Select and copy out every line in the records containing "args".

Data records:
++++++++

//! Error types for build-map construction and module tracking.

use std::{
    fmt,
    io,
    path::{Path, PathBuf},
};

pub type Result<T, E = SourceDbError> = std::result::Result<T, E>;

/// Various errors that can occur while constructing build maps, driving the
/// external build tool or answering module queries.
#[derive(Debug, thiserror::Error)]
pub enum SourceDbError {
    /// The external build tool failed. Fatal for the current operation.
    #[error(transparent)]
    Tool(#[from] ToolError),
    /// External JSON input was malformed. Fatal for the current operation.
    #[error("failed to parse {context}: {source}")]
    Json {
        context: String,
        #[source]
        source: serde_json::Error,
    },
    /// A filesystem mutation under the artifact root failed.
    #[error(transparent)]
    Artifact(#[from] ArtifactError),
    #[error(transparent)]
    Io(#[from] SourceDbIoError),
    /// Two build-map partials disagreed and the caller opted into strict
    /// merging.
    #[error(transparent)]
    MergeConflict(#[from] MergeConflict),
    /// A query referred to a path unknown to the module tracker.
    #[error("path is not tracked by the module tracker: {}", .0.display())]
    ModuleNotTracked(PathBuf),
    /// General purpose message.
    #[error("{0}")]
    Message(String),
}

impl SourceDbError {
    pub fn io(err: io::Error, path: impl Into<PathBuf>) -> Self {
        SourceDbIoError::new(err, path).into()
    }

    pub fn json(context: impl Into<String>, source: serde_json::Error) -> Self {
        SourceDbError::Json { context: context.into(), source }
    }

    pub fn msg(msg: impl fmt::Display) -> Self {
        SourceDbError::Message(msg.to_string())
    }
}

/// An `io::Error` with the path it occurred on attached.
#[derive(Debug, thiserror::Error)]
#[error("\"{}\": {io}", .path.display())]
pub struct SourceDbIoError {
    io: io::Error,
    path: PathBuf,
}

impl SourceDbIoError {
    pub fn new(io: io::Error, path: impl Into<PathBuf>) -> Self {
        Self { io, path: path.into() }
    }

    /// The path at which the error occurred.
    pub fn path(&self) -> &Path {
        &self.path
    }

    pub fn into_inner(self) -> io::Error {
        self.io
    }
}

/// An invocation of the external build tool that did not produce usable
/// output.
///
/// Carries the full argument vector so the failing invocation can be
/// reproduced verbatim, together with a bounded tail of the tool's
/// diagnostic output.
#[derive(Debug)]
pub struct ToolError {
    /// The executable that was invoked, e.g. `buck2`.
    pub command: String,
    /// The full argument vector, excluding the executable itself.
    pub args: Vec<String>,
    /// Human readable description of what went wrong.
    pub description: String,
    /// Exit code of the process. `None` when the process was terminated by
    /// a signal.
    pub exit_code: Option<i32>,
    /// The last lines of the tool's diagnostic output.
    pub logs: Vec<String>,
}

impl ToolError {
    /// The command line of the failing invocation, suitable for replaying.
    pub fn command_line(&self) -> String {
        let mut line = self.command.clone();
        for arg in &self.args {
            line.push(' ');
            line.push_str(arg);
        }
        line
    }
}

impl fmt::Display for ToolError {
    fn fmt(&self, f: &mut fmt::Formatter<'_>) -> fmt::Result {
        write!(f, "`{}` {}", self.command_line(), self.description)?;
        match self.exit_code {
            Some(code) => write!(f, " (exit code {code})")?,
            None => write!(f, " (terminated by signal)")?,
        }
        if !self.logs.is_empty() {
            write!(f, "\n{}", self.logs.join("\n"))?;
        }
        Ok(())
    }
}

impl std::error::Error for ToolError {}

/// Two build-map partials mapped the same artifact to different sources.
#[derive(Debug, Clone, PartialEq, Eq, thiserror::Error)]
#[error(
    "artifact \"{}\" maps to both \"{}\" and \"{}\"",
    .key.display(),
    .left.display(),
    .right.display()
)]
pub struct MergeConflict {
    pub key: PathBuf,
    pub left: PathBuf,
    pub right: PathBuf,
}

/// A filesystem operation under the artifact root failed.
///
/// Always returned as a value; the materializer never panics on filesystem
/// trouble.
#[derive(Debug, thiserror::Error)]
pub enum ArtifactError {
    #[error("\"{}\" is not a directory", .0.display())]
    NotADirectory(PathBuf),
    #[error("cannot create directory \"{}\": {source}", .path.display())]
    CreateDirectory {
        path: PathBuf,
        #[source]
        source: io::Error,
    },
    #[error("cannot create symlink at \"{}\": {source}", .path.display())]
    CreateLink {
        path: PathBuf,
        #[source]
        source: io::Error,
    },
    #[error("cannot remove symlink at \"{}\": {source}", .path.display())]
    RemoveLink {
        path: PathBuf,
        #[source]
        source: io::Error,
    },
}

#[cfg(test)]
mod tests {
    use super::*;

    #[test]
    fn tool_error_display_contains_command_line() {
        let err = ToolError {
            command: "buck2".to_string(),
            args: vec!["build".to_string(), "//foo:bar".to_string()],
            description: "exited with non-zero status".to_string(),
            exit_code: Some(1),
            logs: vec!["something went wrong".to_string()],
        };
        let rendered = err.to_string();
        assert!(rendered.contains("`buck2 build //foo:bar`"));
        assert!(rendered.contains("exit code 1"));
        assert!(rendered.contains("something went wrong"));
    }

    #[test]
    fn tool_error_display_signal() {
        let err = ToolError {
            command: "buck".to_string(),
            args: vec!["query".to_string()],
            description: "did not exit cleanly".to_string(),
            exit_code: None,
            logs: Vec::new(),
        };
        assert!(err.to_string().contains("terminated by signal"));
    }
}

++++++++

• ANSWER TO THIS TASK:
    pub args: Vec<String>,
        for arg in &self.args {
            args: vec!["build".to_string(), "//foo:bar".to_string()],
            args: vec!["query".to_string()],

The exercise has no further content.